3. L’individuazione e’ subordinata ad un parere tecnico-scientifico,
espresso da apposite commissioni, operanti nell’ambito del Consiglio
superiore di sanita’, di volta in volta nominate dal Ministero della
salute, alle quali partecipano esperti designati dal Ministero della
salute e dalla Conferenza permanente per i rapporti tra lo Stato, le
regioni e le province autonome di Trento e di Bolzano e i
rappresentanti degli ordini delle professioni di cui all’articolo 1,
comma 1, senza oneri a carico della finanza pubblica. A tal fine, la
partecipazione alle suddette commissioni non comporta la
corresponsione di alcuna indennita’ o compenso ne’ rimborso spese.

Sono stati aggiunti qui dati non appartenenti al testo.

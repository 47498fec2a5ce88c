//! HTTP plumbing shared by the engine clients.

use reqwest::{Client, Response, StatusCode};
use serde_json::Value;
use std::sync::LazyLock;
use std::time::Duration;

pub(crate) static SHARED_HTTP: LazyLock<Client> = LazyLock::new(|| {
    Client::builder()
        .timeout(Duration::from_secs(120))
        .pool_max_idle_per_host(2)
        .build()
        .expect("failed to build HTTP client")
});

/// Why a chat turn failed.
#[derive(Debug, thiserror::Error)]
pub enum ChatError {
    #[error("{engine} error: {status}")]
    Status { engine: String, status: StatusCode },

    #[error("{message}")]
    StatusDetail {
        engine: String,
        status: StatusCode,
        message: String,
    },

    #[error("network request failed: {0}")]
    Transport(#[from] reqwest::Error),

    #[error("{0}")]
    Payload(String),

    #[error("{engine} returned an empty response")]
    EmptyBody { engine: String },

    #[error("could not decode {engine} response: {source}")]
    Decode {
        engine: String,
        #[source]
        source: serde_json::Error,
    },
}

/// Turn a non-2xx response into a [`ChatError`], preferring the message the
/// server put in its JSON body (`detail`, `error.message`, `error`, `message`).
pub(crate) async fn status_error(engine: &str, resp: Response) -> ChatError {
    let status = resp.status();
    let body = resp.text().await.unwrap_or_default();
    let body = body.trim();
    if body.is_empty() {
        return ChatError::Status {
            engine: engine.to_string(),
            status,
        };
    }
    let message = serde_json::from_str::<Value>(body)
        .ok()
        .and_then(|json| payload_error(&json).or_else(|| detail_of(&json)))
        .unwrap_or_else(|| body.chars().take(800).collect());
    ChatError::StatusDetail {
        engine: engine.to_string(),
        status,
        message,
    }
}

/// Extract the message of an error object embedded in a response payload.
pub(crate) fn payload_error(json: &Value) -> Option<String> {
    let error = json.get("error")?;
    if error.is_null() {
        return None;
    }
    let message = match error {
        Value::String(s) => s.clone(),
        other => other
            .get("message")
            .and_then(Value::as_str)
            .map(str::to_string)
            .unwrap_or_else(|| other.to_string()),
    };
    Some(message)
}

fn detail_of(json: &Value) -> Option<String> {
    ["detail", "message"]
        .iter()
        .find_map(|key| json.get(*key))
        .map(|v| match v {
            Value::String(s) => s.clone(),
            other => other.to_string(),
        })
}
use anyhow::{bail, Context, Result};
use clap::{Parser, Subcommand};
use overlay::ResultPane;
use providers::{EngineRegistry, QueryKind};
use shared::collaborators::{LogNotifier, SettingsStore};
use shared::settings::Setting;
use std::io::Write;
use std::path::PathBuf;
use std::sync::Arc;

mod render;
mod settings_store;

use settings_store::JsonSettingsStore;

#[derive(Parser, Debug)]
#[command(name = "lingo", version, about = "Look up words and translate sentences with AI engines")]
struct Cli {
    #[command(subcommand)]
    command: Command,

    /// Settings file to use instead of the one in the config directory.
    #[arg(long, global = true, value_name = "FILE")]
    config: Option<PathBuf>,
}

#[derive(Subcommand, Debug)]
enum Command {
    /// Translate a word or a sentence, streaming the answer.
    Translate {
        text: String,

        /// Sentence the text was taken from.
        #[arg(long, short = 'c')]
        context: Option<String>,

        /// Engine id, e.g. openai, gemini, deeplx.
        #[arg(long, short = 'e')]
        engine: Option<String>,

        /// Follow-up question, asked after the answer. May be repeated.
        #[arg(long = "ask", value_name = "QUESTION")]
        follow_ups: Vec<String>,
    },
    /// List the engines offered for a kind of query.
    Engines {
        /// Engines for single words (the default).
        #[arg(long, conflicts_with = "sentence")]
        word: bool,
        /// Engines for sentences.
        #[arg(long)]
        sentence: bool,
    },
    /// Inspect or change settings.
    Config {
        #[command(subcommand)]
        action: ConfigAction,
    },
}

#[derive(Subcommand, Debug)]
enum ConfigAction {
    /// Print the settings file location.
    Path,
    /// Print the stored settings.
    Show,
    /// Set one field, e.g. `set targetLanguage de` or `set showSelectionIcon false`.
    Set { key: String, value: String },
}

#[tokio::main]
async fn main() -> Result<()> {
    tracing_subscriber::fmt()
        .with_env_filter(
            tracing_subscriber::EnvFilter::try_from_default_env()
                .unwrap_or_else(|_| tracing_subscriber::EnvFilter::new("info")),
        )
        .with_writer(std::io::stderr)
        .init();

    let cli = Cli::parse();
    let store = match cli.config {
        Some(path) => JsonSettingsStore::new(path),
        None => JsonSettingsStore::from_project_dirs()?,
    };

    match cli.command {
        Command::Translate {
            text,
            context,
            engine,
            follow_ups,
        } => translate(&store.load()?, &text, context.as_deref(), engine.as_deref(), &follow_ups).await,
        Command::Engines { word, sentence } => {
            let kind = match (word, sentence) {
                (false, true) => QueryKind::Sentence,
                _ => QueryKind::Word,
            };
            let registry = EngineRegistry::from_setting(&store.load()?);
            for item in registry.engines_for(kind) {
                let mark = if item.checked { "*" } else { " " };
                println!("{} {:<16} {}", mark, item.value, item.name);
            }
            Ok(())
        }
        Command::Config { action } => match action {
            ConfigAction::Path => {
                println!("{}", store.path().display());
                Ok(())
            }
            ConfigAction::Show => {
                println!("{}", serde_json::to_string_pretty(&store.load()?)?);
                Ok(())
            }
            ConfigAction::Set { key, value } => {
                let patch = parse_patch(&key, &value)?;
                store.update(patch)?;
                tracing::info!(key = %key, "setting updated");
                Ok(())
            }
        },
    }
}

async fn translate(
    setting: &Setting,
    text: &str,
    context: Option<&str>,
    engine: Option<&str>,
    follow_ups: &[String],
) -> Result<()> {
    let mut pane = ResultPane::new(EngineRegistry::from_setting(setting)).with_notifier(Arc::new(LogNotifier));
    let context = context.unwrap_or(text);
    let turn = match engine {
        Some(id) => pane.show_with(text, context, id),
        None => pane.show(text, context),
    };
    let Some(turn) = turn else {
        bail!("nothing to translate with engine '{}'", engine.unwrap_or("default"));
    };

    let mut out = std::io::stdout().lock();
    render::print_turn(turn, &mut out).await?;
    for question in follow_ups {
        writeln!(out, "\n> {}", question)?;
        if let Some(turn) = pane.ask(question) {
            render::print_turn(turn, &mut out).await?;
        }
    }
    pane.close();
    Ok(())
}

/// One-field settings patch. The value is taken as a plain string first; when the
/// field wants another type it is read as JSON.
fn parse_patch(key: &str, value: &str) -> Result<Setting> {
    let patch = match patch_from(key, serde_json::Value::String(value.to_string())) {
        Ok(patch) => patch,
        Err(as_string) => {
            let Ok(json) = serde_json::from_str(value) else {
                return Err(as_string).with_context(|| format!("invalid value for '{}'", key));
            };
            patch_from(key, json).with_context(|| format!("invalid value for '{}'", key))?
        }
    };
    if patch == Setting::default() {
        bail!("unknown setting '{}'", key);
    }
    Ok(patch)
}

fn patch_from(key: &str, value: serde_json::Value) -> serde_json::Result<Setting> {
    let mut object = serde_json::Map::new();
    object.insert(key.to_string(), value);
    serde_json::from_value(serde_json::Value::Object(object))
}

4. Gli accordi di cui al comma 2 individuano il titolo professionale
e l’ambito di attivita’ di ciascuna professione.
5. La definizione delle funzioni caratterizzanti le nuove professioni
avviene evitando parcellizzazioni e sovrapposizioni con le
professioni gia’ riconosciute o con le specializzazioni delle stesse.
Note all’art. 5:
- Per gli articoli 1, 2, 3 e 4 della legge 10 agosto
2000, n. 251, si veda in note all’art. 4.
- L’art. 4 del decreto legislativo 28 agosto 1997, n.
281 (Definizione ed ampliamento delle attribuzioni della
Conferenza permanente per i rapporti tra lo Stato, le
regioni e le province autonome di Trento e Bolzano ed
unificazione, per le materie ed i compiti di interesse
comune delle regioni, delle province e dei comuni, con la
Conferenza Stato-citta’ ed autonomie locali) reca:
«Art. 4 (Accordi tra Governo, regioni e province
autonome di Trento e Bolzano). – 1. Governo, regioni e
province autonome di Trento e di Bolzano, in attuazione del
principio di leale collabo-razione e nel perseguimento di
obiettivi di funzionalita’, economicita’ ed efficacia
dell’azione amministrativa, possono concludere in sede di
Conferenza Stato-regioni accordi, al fine di coordinare
l’esercizio delle rispettive competenze e svolgere
attivita’ di interesse comune.
2. Gli accordi si perfezionano con l’espressione
dell’assenso del Governo e dei presidenti delle regioni e
delle province autonome di Trento e di Bolzano.».
ART. 6.
(Istituzione della funzione di coordinamento).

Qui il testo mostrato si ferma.